(Updated July 2016)
- Australia is heavily dependent on coal for electricity, more so than any other developed country except Denmark and Greece. Three-quarters is derived from coal.
- Australia's electricity has been low-cost by world standards, but this has changed.
- Natural gas is increasingly used for electricity, especially in SA and WA.
- After many years of low investment, there is a major challenge to build more generating capacity.
- Domestic solar PV capacity is now over 4 GWe.
Electricity consumption in Australia has been growing at nearly double the rate of energy use overall. In 2013, about 10,700 kWh per capita was generated, including that incorporated into exports, with growth having levelled out for a decade, driven by price rises, due to network costs, and also in 2013-14 rooftop PV resulted in 2.9% reduction in grid supply. In 2013, final consumption was 8856 kWh per capita.
Electricity generation takes 42% of Australia's primary energy supply (in 2013), and in terms of final energy consumption, electricity accounts for 22% of the total.
Energy in Australia
Much of the energy exported from Australia is used for generating electricity overseas; three times as much thermal black coal is exported as is used in Australia, and all of the uranium production is exported.
Australia also exports a significant amount of energy in mineral products. Exports of aluminium metal* alone embed some 27 TWh of electricity per year, about 11% of the country's total gross production. Some 39 TWh is used in non-ferrous metals (aluminium smelter production uses 29 TWh/yr), over half of the industry total of 79 TWh in 2013.

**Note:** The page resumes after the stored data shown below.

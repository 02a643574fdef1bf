use std::collections::HashSet;

use ammonia::Builder;

/// Reduce comment content to plain text using the ammonia library.
///
/// Every tag is stripped; <script> and <style> lose their content as well. Comments are
/// stored and served as plain text (clients escape on render), so the entities ammonia
/// writes for the remaining text are decoded back. `Tom & Jerry: 1 < 2` round-trips
/// unchanged.
/// The result is trimmed; an empty string means nothing displayable was left.
pub fn clean_html(input: &str) -> String {
    let cleaned = Builder::empty()
        .clean_content_tags(HashSet::from(["script", "style"]))
        .clean(input)
        .to_string();

    decode_text_entities(&cleaned).trim().to_string()
}

/// Reverses the escaping html5ever applies to text nodes. `&amp;` goes last so an
/// escaped entity such as `&amp;lt;` decodes to the literal `&lt;` only once.
fn decode_text_entities(escaped: &str) -> String {
    escaped
        .replace("&lt;", "<")
        .replace("&gt;", ">")
        .replace("&quot;", "\"")
        .replace("&nbsp;", "\u{a0}")
        .replace("&amp;", "&")
}
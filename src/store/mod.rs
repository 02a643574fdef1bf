// src/store/mod.rs

//! Persistence for comment rows.
//!
//! The service only sees the [`CommentStore`] trait. Two sqlx backends implement it:
//! Postgres for deployments and SQLite for embedded use and tests.

pub mod postgres;
pub mod sqlite;

use std::{sync::Arc, time::Duration};

use async_trait::async_trait;

use crate::{config::Config, models::comment::CommentRow};

pub use postgres::PgCommentStore;
pub use sqlite::SqliteCommentStore;

const CONNECT_RETRIES: u32 = 5;

/// Result of [`CommentStore::insert_reply`].
#[derive(Debug, Clone, Copy, PartialEq, Eq)]
pub enum ReplyOutcome {
    Created(i64),
    ParentMissing,
    TooDeep,
}

impl ReplyOutcome {
    /// Maps the depth of the parent (`None` when it does not exist) to an outcome,
    /// or `None` when the insert may go ahead.
    fn rejection(parent_depth: Option<i64>, max_depth: u32) -> Option<Self> {
        match parent_depth {
            None => Some(ReplyOutcome::ParentMissing),
            Some(depth) if depth >= i64::from(max_depth) => Some(ReplyOutcome::TooDeep),
            Some(_) => None,
        }
    }
}

/// A concurrent subtree delete can remove the parent between the depth check and the insert.
fn is_missing_parent(err: &sqlx::Error) -> bool {
    matches!(err, sqlx::Error::Database(db) if db.is_foreign_key_violation())
}

#[async_trait]
pub trait CommentStore: Send + Sync {
    /// Inserts a comment without a parent and returns its id.
    async fn insert_root(&self, content: &str) -> Result<i64, sqlx::Error>;

    /// Inserts a reply to `parent_id`, unless the reply would sit deeper than
    /// `max_depth` levels (a thread root is level 1).
    async fn insert_reply(
        &self,
        parent_id: i64,
        content: &str,
        max_depth: u32,
    ) -> Result<ReplyOutcome, sqlx::Error>;

    /// All rows, ascending by id.
    async fn select_all(&self) -> Result<Vec<CommentRow>, sqlx::Error>;

    /// Row `id` plus every transitive descendant, ascending by id.
    /// Empty when `id` does not exist.
    async fn select_subtree(&self, id: i64) -> Result<Vec<CommentRow>, sqlx::Error>;

    /// Atomically removes row `id` and every transitive descendant.
    /// Returns the number of rows removed; 0 when `id` does not exist.
    async fn delete_subtree(&self, id: i64) -> Result<u64, sqlx::Error>;

    async fn close(&self);
}

/// Connects to the store named by `config.database_url` and applies migrations.
///
/// `sqlite:` URLs select the SQLite backend, anything else is treated as Postgres.
/// Connection attempts are retried while the database comes up.
pub async fn connect(config: &Config) -> Result<Arc<dyn CommentStore>, sqlx::Error> {
    let mut retry_count = 0;
    loop {
        let attempt: Result<Arc<dyn CommentStore>, sqlx::Error> = if is_sqlite_url(&config.database_url) {
            SqliteCommentStore::connect(&config.database_url, config.max_connections)
                .await
                .map(|store| Arc::new(store) as Arc<dyn CommentStore>)
        } else {
            PgCommentStore::connect(&config.database_url, config.max_connections)
                .await
                .map(|store| Arc::new(store) as Arc<dyn CommentStore>)
        };

        match attempt {
            Ok(store) => return Ok(store),
            // A broken migration will not fix itself by waiting.
            Err(e @ sqlx::Error::Migrate(_)) => return Err(e),
            Err(e) => {
                retry_count += 1;
                if retry_count > CONNECT_RETRIES {
                    tracing::error!("Failed to connect to database after {} retries", CONNECT_RETRIES);
                    return Err(e);
                }
                tracing::warn!(
                    "Database not ready, retrying in 2s... (Attempt {}): {}",
                    retry_count,
                    e
                );
                tokio::time::sleep(Duration::from_secs(2)).await;
            }
        }
    }
}

fn is_sqlite_url(url: &str) -> bool {
    url.starts_with("sqlite:")
}
// src/error.rs

use axum::{
    Json,
    extract::rejection::{JsonRejection, PathRejection, QueryRejection},
    http::StatusCode,
    response::{IntoResponse, Response},
};
use serde_json::json;
use std::fmt;

/// Global Application Error Enum.
/// Centralizes error handling and mapping to HTTP responses.
#[derive(Debug)]
pub enum AppError {
    // 500 Internal Server Error (store unreachable, query failure)
    InternalServerError(String),

    // 400 Bad Request
    BadRequest(String),

    // 404 Not Found
    NotFound(String),

    // 504 Gateway Timeout (store call exceeded the request budget)
    Timeout(String),
}

impl fmt::Display for AppError {
    fn fmt(&self, f: &mut fmt::Formatter<'_>) -> fmt::Result {
        write!(f, "{:?}", self)
    }
}

impl std::error::Error for AppError {}

/// Implements `IntoResponse` for `AppError`.
/// Converts the error into a JSON response with appropriate HTTP status code.
impl IntoResponse for AppError {
    fn into_response(self) -> Response {
        let (status, error_message) = match self {
            AppError::InternalServerError(msg) => {
                tracing::error!("Internal Server Error: {}", msg);
                (
                    StatusCode::INTERNAL_SERVER_ERROR,
                    "Internal Server Error".to_string(),
                )
            }
            AppError::BadRequest(msg) => (StatusCode::BAD_REQUEST, msg),
            AppError::NotFound(msg) => (StatusCode::NOT_FOUND, msg),
            AppError::Timeout(msg) => {
                tracing::warn!("Request timed out: {}", msg);
                (StatusCode::GATEWAY_TIMEOUT, msg)
            }
        };
        let body = Json(json!({
            "error": error_message,
        }));

        (status, body).into_response()
    }
}

/// Converts `sqlx::Error` into `AppError::InternalServerError`.
/// Allows using `?` operator on database queries.
impl From<sqlx::Error> for AppError {
    fn from(err: sqlx::Error) -> Self {
        AppError::InternalServerError(err.to_string())
    }
}

impl From<JsonRejection> for AppError {
    fn from(rejection: JsonRejection) -> Self {
        AppError::BadRequest(format!("invalid request: {}", rejection.body_text()))
    }
}

impl From<QueryRejection> for AppError {
    fn from(rejection: QueryRejection) -> Self {
        AppError::BadRequest(format!("invalid request: {}", rejection.body_text()))
    }
}

impl From<PathRejection> for AppError {
    fn from(rejection: PathRejection) -> Self {
        AppError::BadRequest(format!("invalid request: {}", rejection.body_text()))
    }
}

Most of the growth in value-adding manufacturing in the past 20 years has come from industries which are energy- and particularly electricity-intensive. The growth has occurred in Australia because of relatively low electricity prices coupled with high reliability of supply and the proximity of natural resources such as bauxite/alumina.

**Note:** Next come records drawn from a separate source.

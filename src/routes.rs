// src/routes.rs

use axum::{
    Router,
    http::{HeaderValue, Method, header},
    routing::get,
};
use tower::ServiceBuilder;
use tower_http::{
    cors::{Any, CorsLayer},
    services::ServeDir,
    trace::TraceLayer,
};

use crate::{config::Config, handlers::comment, state::AppState};

/// Assembles the main application router.
///
/// * Comment API under `/comments`.
/// * Static web client as the fallback, when `static_dir` is configured.
/// * Global middleware (Trace, CORS).
pub fn create_router(state: AppState) -> Router {
    let comment_routes = Router::new()
        .route(
            "/",
            get(comment::list_comments).post(comment::create_comment),
        )
        .route(
            "/{id}",
            get(comment::get_comment).delete(comment::delete_comment),
        );

    let mut router = Router::new().nest("/comments", comment_routes);

    if let Some(dir) = &state.config.static_dir {
        tracing::info!("Serving static client from {}", dir.display());
        router = router.fallback_service(ServeDir::new(dir));
    }

    router
        // Global Middleware (applied from outside in)
        .layer(
            ServiceBuilder::new()
                .layer(TraceLayer::new_for_http())
                .layer(cors_layer(&state.config)),
        )
        .with_state(state)
}

fn cors_layer(config: &Config) -> CorsLayer {
    let cors = CorsLayer::new()
        .allow_methods([Method::GET, Method::POST, Method::DELETE])
        .allow_headers([header::CONTENT_TYPE]);

    let origins: Vec<HeaderValue> = config
        .cors_origins
        .iter()
        .filter_map(|origin| match origin.parse() {
            Ok(value) => Some(value),
            Err(_) => {
                tracing::warn!("Ignoring invalid CORS origin: {}", origin);
                None
            }
        })
        .collect();

    if origins.is_empty() {
        cors.allow_origin(Any)
    } else {
        cors.allow_origin(origins)
    }
}
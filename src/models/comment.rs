use serde::{Deserialize, Deserializer, Serialize, de};
use sqlx::FromRow;
use validator::Validate;

/// Represents one row of the 'comments' table.
/// `answer_at` is the id of the comment being replied to; `None` for a thread root.
#[derive(Debug, Clone, PartialEq, Eq, FromRow, Serialize, Deserialize)]
pub struct CommentRow {
    pub id: i64,
    pub content: String,
    pub answer_at: Option<i64>,
}

impl CommentRow {
    /// The parent reference, with zero and negative values read as "no parent".
    pub fn parent_id(&self) -> Option<i64> {
        self.answer_at.filter(|id| *id > 0)
    }
}

/// A comment with its replies nested under it.
#[derive(Debug, Clone, PartialEq, Eq, Serialize, Deserialize)]
pub struct CommentNode {
    pub id: i64,
    pub content: String,
    pub answer_at: Option<i64>,
    /// Direct replies, ascending by id.
    pub children: Vec<CommentNode>,
}

/// Unlinks descendants onto a heap stack so dropping a deep thread does not recurse.
impl Drop for CommentNode {
    fn drop(&mut self) {
        let mut pending = std::mem::take(&mut self.children);
        while let Some(mut node) = pending.pop() {
            pending.append(&mut node.children);
        }
    }
}

impl From<CommentRow> for CommentNode {
    fn from(row: CommentRow) -> Self {
        Self {
            id: row.id,
            content: row.content,
            answer_at: row.answer_at,
            children: Vec::new(),
        }
    }
}

/// DTO for creating a new comment.
#[derive(Debug, Deserialize, Validate)]
pub struct CreateCommentRequest {
    #[validate(
        length(
            min = 1,
            max = 2000,
            message = "Comment must be between 1 and 2000 characters"
        ),
        custom(function = validate_not_blank)
    )]
    pub content: String,

    /// Optional: the ID of the comment being replied to. 0 starts a new thread.
    #[serde(default)]
    pub id: i64,
}

/// Query parameters for fetching a comment tree.
#[derive(Debug, Deserialize)]
pub struct CommentTreeParams {
    /// Root of the subtree to fetch. Absent, empty or 0 returns the whole forest.
    #[serde(default, deserialize_with = "empty_as_none")]
    pub parent: Option<i64>,
}

/// `?parent=` with no value reads the same as leaving the parameter out.
fn empty_as_none<'de, D: Deserializer<'de>>(deserializer: D) -> Result<Option<i64>, D::Error> {
    match Option::<String>::deserialize(deserializer)?.as_deref().map(str::trim) {
        None | Some("") => Ok(None),
        Some(raw) => raw
            .parse()
            .map(Some)
            .map_err(|_| de::Error::custom(format!("parent must be an integer, got {:?}", raw))),
    }
}

fn validate_not_blank(content: &str) -> Result<(), validator::ValidationError> {
    if content.trim().is_empty() {
        let mut err = validator::ValidationError::new("blank");
        err.message = Some("Comment must not be blank".into());
        return Err(err);
    }
    Ok(())
}
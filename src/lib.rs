// src/lib.rs

pub mod config;
pub mod error;
pub mod handlers;
pub mod models;
pub mod routes;
pub mod services;
pub mod state;
pub mod store;
pub mod utils;

pub use routes::create_router;
// src/config.rs

use std::{env, fmt, path::PathBuf, time::Duration};

use dotenvy::dotenv;

use crate::services::comment::DEFAULT_MAX_DEPTH;

/// Runtime configuration, read once at startup and passed down through `AppState`.
#[derive(Debug, Clone)]
pub struct Config {
    pub database_url: String,
    /// Socket address the HTTP server binds to (e.g. "0.0.0.0:8080").
    pub listen_addr: String,
    pub rust_log: String,
    /// Directory for the daily rolling log file.
    pub log_dir: String,
    /// Upper bound for a single store call made on behalf of a request.
    pub request_timeout: Duration,
    pub max_connections: u32,
    /// Deepest level a reply may sit at (a thread root is level 1).
    pub max_thread_depth: u32,
    /// Allowed CORS origins. Empty means any origin.
    pub cors_origins: Vec<String>,
    /// Directory with the browser client, served as the router fallback when set.
    pub static_dir: Option<PathBuf>,
}

/// Raised when a required variable is missing or a value does not parse.
#[derive(Debug)]
pub enum ConfigError {
    Missing(&'static str),
    Invalid { key: &'static str, value: String },
}

impl fmt::Display for ConfigError {
    fn fmt(&self, f: &mut fmt::Formatter<'_>) -> fmt::Result {
        match self {
            ConfigError::Missing(key) => write!(f, "{} must be set", key),
            ConfigError::Invalid { key, value } => write!(f, "{} has an invalid value: {:?}", key, value),
        }
    }
}

impl std::error::Error for ConfigError {}

impl Config {
    pub fn from_env() -> Result<Self, ConfigError> {
        dotenv().ok();

        let database_url = env::var("DATABASE_URL").map_err(|_| ConfigError::Missing("DATABASE_URL"))?;

        let listen_addr = env::var("ADDR").unwrap_or_else(|_| "0.0.0.0:8080".to_string());

        let rust_log = env::var("RUST_LOG").unwrap_or_else(|_| "info".to_string());

        let log_dir = env::var("LOG_DIR").unwrap_or_else(|_| "logs".to_string());

        let request_timeout = Duration::from_secs(parse_or("REQUEST_TIMEOUT_SECS", 5)?);

        let max_connections = parse_or("DATABASE_MAX_CONNECTIONS", 5)?;

        let max_thread_depth = parse_or("MAX_THREAD_DEPTH", DEFAULT_MAX_DEPTH)?;
        if max_thread_depth == 0 {
            return Err(ConfigError::Invalid {
                key: "MAX_THREAD_DEPTH",
                value: "0".to_string(),
            });
        }

        let cors_origins = env::var("CORS_ORIGINS")
            .map(|raw| {
                raw.split(',')
                    .map(str::trim)
                    .filter(|origin| !origin.is_empty())
                    .map(str::to_string)
                    .collect()
            })
            .unwrap_or_default();

        let static_dir = env::var("STATIC_DIR")
            .ok()
            .filter(|dir| !dir.is_empty())
            .map(PathBuf::from);

        Ok(Self {
            database_url,
            listen_addr,
            rust_log,
            log_dir,
            request_timeout,
            max_connections,
            max_thread_depth,
            cors_origins,
            static_dir,
        })
    }
}

fn parse_or<T: std::str::FromStr>(key: &'static str, default: T) -> Result<T, ConfigError> {
    match env::var(key) {
        Ok(value) => value
            .trim()
            .parse()
            .map_err(|_| ConfigError::Invalid { key, value }),
        Err(_) => Ok(default),
    }
}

In 2014 Australia's power stations produced 248 billion kilowatt hours (TWh) of electricity, 59% more than the 1990 level, but only 185 above 2000 level, and slightly less than in 2011 to 2013.
Of the gross amount of 249 TWh in 2013, about 16 TWh is used by the power stations themselves, leaving 233 TWh actually sent out (net production). Then about 15 TWh is lost or used in transmission and 12 more in energy sector consumption, leaving 206 TWh for final consumption (or 182 TWh apart from aluminium exports).*
In 2013 the electricity was produced from 64 gigawatts (GWe) capacity, of which 29.2 GWe was coal-fired, 18.7 GWe gas or multi-fuel, 1.35 GWe oil, 8.0 GWe hydro, 0.55 GWe biofuel, and 6.5 GWe other renewables.
Most of this is associated with the grid-connected National Electricity Market (NEM) in the southeast and east of the country (see below), the second grid being the South West Interconnected Supply area in Western Australia. A smaller grid is in the Pilbara.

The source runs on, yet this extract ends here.